Sunday, April 09, 2006

Some Hansard for Some Humor

Having a government whose main agenda is relieving the people of British Columbia of their common public assets, their birthright as it were, really isn't funny - but sometimes we have to laugh just to keep from crying or going hunting for two legged game. Anyway I was perusing some Hansard from the Spring of 2004 this afternoon and thought I would share some nuggets with the folks.

One thing I did learn right away is that politicos really like to use the word "basis." Doing a word search for Basi in Hansard will find "basis" too many times to count.

Anyway here are some nuggets from March 2, 2004. I will just hit some highlights of question period and leave out all (or most) of the calls to order and interjections. More

J. Kwan: Here's what we know from the release of a summary of the search warrants. In the course of a proceeds-of-crime and corruption investigation involving the Minister of Finance's top political aide, David Basi, the RCMP uncovered a conspiracy involving Mr. Basi; the ministerial assistant to the Minister of Transportation, Bob Virk; and well-known Liberal insider and lobbyist Erik Bornman. That conspiracy offered personal benefit in return for inside access to information related to the privatization of B.C. Rail. Soon after the raids were executed, the Solicitor General assured the public that the integrity of the B.C. Rail deal was in no way compromised. How can he possibly stand by that statement today?

Hon. R. Coleman: I am disappointed that the member, who would have read the summary of the warrants today, chooses to use the names of people when the warrants actually only refer to "Official 1," "Official 2" and "L 1." They do not refer to any names. The fact of the matter is that I know the B.C. Rail deal was processed properly through the executive council of this government, and I have all the confidence in the world that deal was done properly.
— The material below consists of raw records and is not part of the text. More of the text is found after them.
//! Exception Probe 共通ライブラリ
//!
//! プローブ実行に使うデータ型・設定・エラー型

#![warn(missing_docs)]

/// 設定管理
pub mod config;

/// エラー型定義
pub mod error;

/// 共通型定義
pub mod types;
I'm sure that Jenny Kwan was chastened because Mr. Coleman was disappointed.

J.Kwan: Indeed, the report itself speaks of leaks and potential competitive advantage. We've raised that in this House before. The former minister wouldn't answer them then. Perhaps the new Minister of Transportation has the courage to tell this House: what was the source of those leaks, and what did they contain.
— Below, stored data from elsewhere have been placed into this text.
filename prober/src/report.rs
//! コンソール出力の整形
//!
//! 表示はすべて標準出力向け。各関数は任意の `Write` に書き込む。

use std::io::Write;

use exprobe_common::types::{ProbeResult, TestCase};

use crate::cases::EXCEPTION_LOG_TABLE;
use crate::error::ProbeError;

/// 区切り線の長さ
const SEPARATOR_WIDTH: usize = 50;

/// 追跡IDの見出し
pub const TRACE_ID_LABEL: &str = "Trace ID:";

/// 非JSONボディの見出し
pub const NON_JSON_LABEL: &str = "Response body (non-JSON):";

/// 区切り線
pub fn separator() -> String {
    "=".repeat(SEPARATOR_WIDTH)
}

/// 実行開始時のバナー
pub fn write_banner<W: Write>(out: &mut W, base_url: &str) -> Result<(), ProbeError> {
    writeln!(out, "Exception handling test script")?;
    writeln!(
        out,
        "Please make sure the application server is running at {}",
        base_url
    )?;
    Ok(())
}

/// ケースの見出し
pub fn write_case_header<W: Write>(out: &mut W, case: &TestCase) -> Result<(), ProbeError> {
    writeln!(out, "\n{}", separator())?;
    writeln!(out, "Test: {}", case.description)?;
    writeln!(out, "Endpoint: {}", case.path)?;
    writeln!(out, "{}", separator())?;
    Ok(())
}

/// レスポンス内容（ステータス・ボディ・追跡ID）
pub fn write_probe_result<W: Write>(out: &mut W, result: &ProbeResult) -> Result<(), ProbeError> {
    writeln!(out, "Status code: {}", result.status_code)?;

    match &result.parsed_json {
        Some(value) => {
            let pretty = serde_json::to_string_pretty(value)?;
            writeln!(out, "Response body:\n{}", pretty)?;

            if let Some(trace_id) = &result.trace_id {
                writeln!(out, "\n{} {}", TRACE_ID_LABEL, trace_id)?;
                writeln!(
                    out,
                    "Hint: you can look up the exception log for this traceId in the database"
                )?;
            }
        }
        None => {
            writeln!(out, "{} {}", NON_JSON_LABEL, result.body_text)?;
        }
    }

    Ok(())
}

/// 接続失敗メッセージ
pub fn write_connection_failure<W: Write>(out: &mut W, base_url: &str) -> Result<(), ProbeError> {
    writeln!(out, "Error: unable to connect to server {}", base_url)?;
    writeln!(out, "Please make sure the application server is running")?;
    Ok(())
}

/// 最初のケースで接続できなかった場合の中断メッセージ
pub fn write_abort<W: Write>(out: &mut W) -> Result<(), ProbeError> {
    writeln!(out, "\nUnable to connect to server, aborting tests")?;
    Ok(())
}

/// 完了メッセージと手動確認チェックリスト
pub fn write_summary<W: Write>(out: &mut W) -> Result<(), ProbeError> {
    writeln!(out, "\n{}", separator())?;
    writeln!(out, "All tests completed!")?;
    writeln!(out, "{}", separator())?;

    writeln!(out, "\nException handling test summary:")?;
    writeln!(
        out,
        "1. Check that every exception returned an appropriate HTTP status code"
    )?;
    writeln!(out, "2. Check that the response format is consistent")?;
    writeln!(out, "3. Check that a trace ID (traceId) is present")?;
    writeln!(
        out,
        "4. Check that exception logs were recorded in the database"
    )?;
    writeln!(
        out,
        "\nYou can inspect the {} table in the database to verify the exception log records",
        EXCEPTION_LOG_TABLE
    )?;
    Ok(())
}

#[cfg(test)]
mod tests {
    use super::*;

    fn render<F>(f: F) -> String
    where
        F: FnOnce(&mut Vec<u8>) -> Result<(), ProbeError>,
    {
        let mut buf = Vec::new();
        f(&mut buf).unwrap();
        String::from_utf8(buf).unwrap()
    }

    #[test]
    fn test_case_header_layout() {
        let case = TestCase::new("/exception-test/auth", "Authentication exception");
        let text = render(|out| write_case_header(out, &case));

        let lines: Vec<&str> = text.lines().collect();
        assert_eq!(lines[0], "");
        assert_eq!(lines[1], "=".repeat(50));
        assert_eq!(lines[2], "Test: Authentication exception");
        assert_eq!(lines[3], "Endpoint: /exception-test/auth");
        assert_eq!(lines[4], "=".repeat(50));
    }

    #[test]
    fn test_json_body_is_pretty_printed_with_trace_id() {
        let result = ProbeResult::from_response(
            401,
            r#"{"code":401,"message":"测试认证异常","traceId":"abc-123"}"#,
        );
        let text = render(|out| write_probe_result(out, &result));

        assert!(text.starts_with("Status code: 401\nResponse body:\n{\n  \"code\": 401,\n"));
        // 非ASCII文字はエスケープしない
        assert!(text.contains("\"message\": \"测试认证异常\""));
        assert!(text.contains("\nTrace ID: abc-123\n"));
        assert!(text.contains("Hint:"));
    }

    #[test]
    fn test_json_body_keeps_server_key_order() {
        let result = ProbeResult::from_response(200, r#"{"zeta":1,"alpha":2}"#);
        let text = render(|out| write_probe_result(out, &result));

        let zeta = text.find("\"zeta\"").unwrap();
        let alpha = text.find("\"alpha\"").unwrap();
        assert!(zeta < alpha);
    }

    #[test]
    fn test_json_without_trace_id_has_no_hint() {
        let result = ProbeResult::from_response(200, r#"{"code":200,"message":"ok"}"#);
        let text = render(|out| write_probe_result(out, &result));

        assert!(!text.contains(TRACE_ID_LABEL));
        assert!(!text.contains("Hint:"));
    }

    #[test]
    fn test_non_json_body_printed_raw() {
        let result = ProbeResult::from_response(502, "not json {{{");
        let text = render(|out| write_probe_result(out, &result));

        assert_eq!(
            text,
            "Status code: 502\nResponse body (non-JSON): not json {{{\n"
        );
    }

    #[test]
    fn test_connection_failure_names_base_url() {
        let text = render(|out| write_connection_failure(out, "http://localhost:8080"));

        assert!(text.contains("http://localhost:8080"));
        assert!(text.contains("make sure the application server is running"));
    }

    #[test]
    fn test_summary_checklist() {
        let text = render(|out| write_summary(out));

        assert!(text.contains("All tests completed!"));
        for n in 1..=4 {
            assert!(text.contains(&format!("\n{}. Check", n)));
        }
        assert!(text.contains("sys_exception_log"));
    }
}
//! 固定テストケース一覧
//!
//! 並び順がそのまま実行順・表示順になる。

use exprobe_common::types::TestCase;

/// 既定の対象サーバー
pub const BASE_URL: &str = "http://localhost:8080";

/// 例外ログが記録されるテーブル名
pub const EXCEPTION_LOG_TABLE: &str = "sys_exception_log";

/// (パス, 説明)
const EXCEPTION_TEST_ENDPOINTS: [(&str, &str); 11] = [
    (
        "/exception-test/business?withData=false",
        "Business exception (without data)",
    ),
    (
        "/exception-test/business?withData=true",
        "Business exception (with data)",
    ),
    ("/exception-test/auth", "Authentication exception"),
    ("/exception-test/system", "System exception"),
    ("/exception-test/nullpointer", "Null pointer exception"),
    ("/exception-test/array", "Array index out of bounds exception"),
    (
        "/exception-test/numberformat?number=abc",
        "Number format exception",
    ),
    ("/exception-test/arithmetic", "Arithmetic exception"),
    ("/exception-test/classcast", "Class cast exception"),
    (
        "/exception-test/illegal-argument?value=",
        "IllegalArgumentException (empty value)",
    ),
    (
        "/exception-test/illegal-argument?value=test",
        "IllegalArgumentException (valid value)",
    ),
];

/// 例外カテゴリごとの既定テストケース
pub fn default_test_cases() -> Vec<TestCase> {
    EXCEPTION_TEST_ENDPOINTS
        .iter()
        .map(|(path, description)| TestCase::new(*path, *description))
        .collect()
}

#[cfg(test)]
mod tests {
    use super::*;
    use std::collections::HashSet;

    #[test]
    fn test_default_cases_count_and_order() {
        let cases = default_test_cases();

        assert_eq!(cases.len(), 11);
        assert_eq!(cases[0].path, "/exception-test/business?withData=false");
        assert_eq!(cases[9].path, "/exception-test/illegal-argument?value=");
        assert_eq!(cases[10].path, "/exception-test/illegal-argument?value=test");
    }

    #[test]
    fn test_default_cases_are_distinct_paths() {
        let cases = default_test_cases();
        let paths: HashSet<_> = cases.iter().map(|c| c.path.as_str()).collect();

        assert_eq!(paths.len(), cases.len());
        assert!(cases.iter().all(|c| c.path.starts_with('/')));
        assert!(cases.iter().all(|c| !c.description.is_empty()));
    }

    #[test]
    fn test_base_url_matches_config_default() {
        assert_eq!(
            BASE_URL,
            exprobe_common::config::ProbeConfig::default().base_url
        );
    }
}
//! Exception Probe
//!
//! 例外処理エンドポイントに固定順でGETリクエストを送り、
//! ステータスコード・JSONボディ・追跡IDを表示する手動スモークテスト

#![warn(missing_docs)]

/// 固定テストケース一覧
pub mod cases;

/// CLI定義
pub mod cli;

/// エラー型
pub mod error;

/// ログ初期化
pub mod logging;

/// コンソール出力の整形
pub mod report;

/// プローブ実行
pub mod runner;

pub use error::ProbeError;
pub use runner::{CaseOutcome, ProbeRunner, RunOutcome, RunReport};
In January of 2004 Judith Reid was dropped from cabinet. She announced that she would not run in the 2005 elections in order to return to the private sector and spend time with her grandchildren.

J. MacPhail: Interesting that the Premier won't stand up and answer these questions, that he puts up the very person whose office is tainted by this.
What we do know is that the fairness report said that there were leaks and that there was allegation of a competitive advantage, and this government wouldn't release it. We also know that this government's top political aide to the Minister of Finance is being charged with influence-peddling. David Basi is…

Interjections.
Mr. Speaker: Order, please. Order, please.
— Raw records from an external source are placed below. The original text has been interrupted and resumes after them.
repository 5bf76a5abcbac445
pub mod mutators;
pub mod selectors;
pub mod spec;
use sqlx::{PgPool, Pool, Postgres, pool::PoolConnection, postgres::PgPoolOptions};
use std::sync::Arc;

use crate::{conf::settings, prelude::Result};

pub fn db_pool() -> Result<Pool<Postgres>> {
    let pool = PgPoolOptions::new()
        .max_connections(settings.database_pool_max_connections)
        .connect_lazy(&settings.database_url)?;
    Ok(pool)
}

/// Checks a single connection out of the pool. Statements issued on it
/// auto-commit one by one; nothing here opens a transaction.
pub trait GetConn {
    async fn conn(&self) -> Result<PoolConnection<Postgres>>;
}

impl GetConn for PgPool {
    async fn conn(&self) -> Result<PoolConnection<Postgres>> {
        Ok(self.acquire().await?)
    }
}

#[derive(Debug, Clone)]
pub struct AppState {
    pub db_pool: Arc<PgPool>,
}

impl AppState {
    pub fn new() -> Result<AppState> {
        Ok(AppState {
            db_pool: Arc::new(db_pool()?),
        })
    }
}
use sqlx::PgPool;

use crate::{cmd::migrate::MIGRATOR, pkg::server::state, prelude::Result};

/// Lazy pool against the configured database. Nothing connects until a
/// test runs its first query, so the build and the non-ignored tests
/// get by without postgres.
pub fn test_pool() -> Result<PgPool> {
    state::db_pool()
}

/// Migrates, wipes and reseeds the tables the database tests assume:
/// companies c1..c3 and jobs J1..J3, all hanging off c1. Returns the
/// seeded job ids in title order.
///
/// The tables are shared, so run the ignored tests single-threaded.
pub async fn reset(pool: &PgPool) -> Result<Vec<i32>> {
    MIGRATOR.run(pool).await?;
    sqlx::query("TRUNCATE companies, jobs RESTART IDENTITY CASCADE")
        .execute(pool)
        .await?;
    sqlx::query(
        r#"
        INSERT INTO companies (handle, name, num_employees, description, logo_url)
        VALUES ('c1', 'C1', 1, 'Desc1', 'http://c1.img'),
               ('c2', 'C2', 2, 'Desc2', 'http://c2.img'),
               ('c3', 'C3', 3, 'Desc3', 'http://c3.img')
        "#,
    )
    .execute(pool)
    .await?;
    let ids = sqlx::query_scalar::<_, i32>(
        r#"
        INSERT INTO jobs (title, salary, equity, company_handle)
        VALUES ('J1', 1, 0.1, 'c1'),
               ('J2', 2, 0.2, 'c1'),
               ('J3', 3, NULL, 'c1')
        RETURNING id
        "#,
    )
    .fetch_all(pool)
    .await?;
    Ok(ids)
}
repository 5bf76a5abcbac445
pub mod jobs;
pub mod probes;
J. MacPhail: …being investigated for influence-peddling.

Interjections.

J. MacPhail: The top…. Oh, the government takes comfort in that.
When his office was raided, the Minister of Finance told the public that Mr. Basi was not involved in government business, including the B.C. Rail deal. We now know that isn't true. Indeed, according to the police, the alleged corruption in the Finance minister's office is tied directly to the sale of B.C. Rail and other government business. This went on right under the nose of the Minister of Finance, and he claims to know nothing.
Well, we know he stepped down eventually, just before his chance to introduce a "balanced budget." I have that in quotes because it seems to me that the balanced budget included a fairly large equalization payment from Ottawa - could it be Liberals helping Liberals, even though I know they aren't that related, though they share a lot of the same people. Like David Basi, Mark Marrisen, Bruce Clark, Erik Bornman and I could go on, but I won't. At least not now.

There's lots of interesting exchanges during question periods, perhaps next time I'll share some of the questions regarding the difference in treatment received by Basi and Virk regarding their employment. Lots of questions, so few answers. For inquiring minds it's a good thing that Basi and Virk are claiming their innocence. There would be nothing like guilty pleas to insure that we would learn little more than we know now.

1 Comments:

Anonymous BC Mary said...

Kootcoot: Members of the B.C. Legislature seemed much more willing to speak about the police raid 2 years ago ... whereas the topic has become virtually forbidden now.

Hope you can find a few more of these Hansard quotes.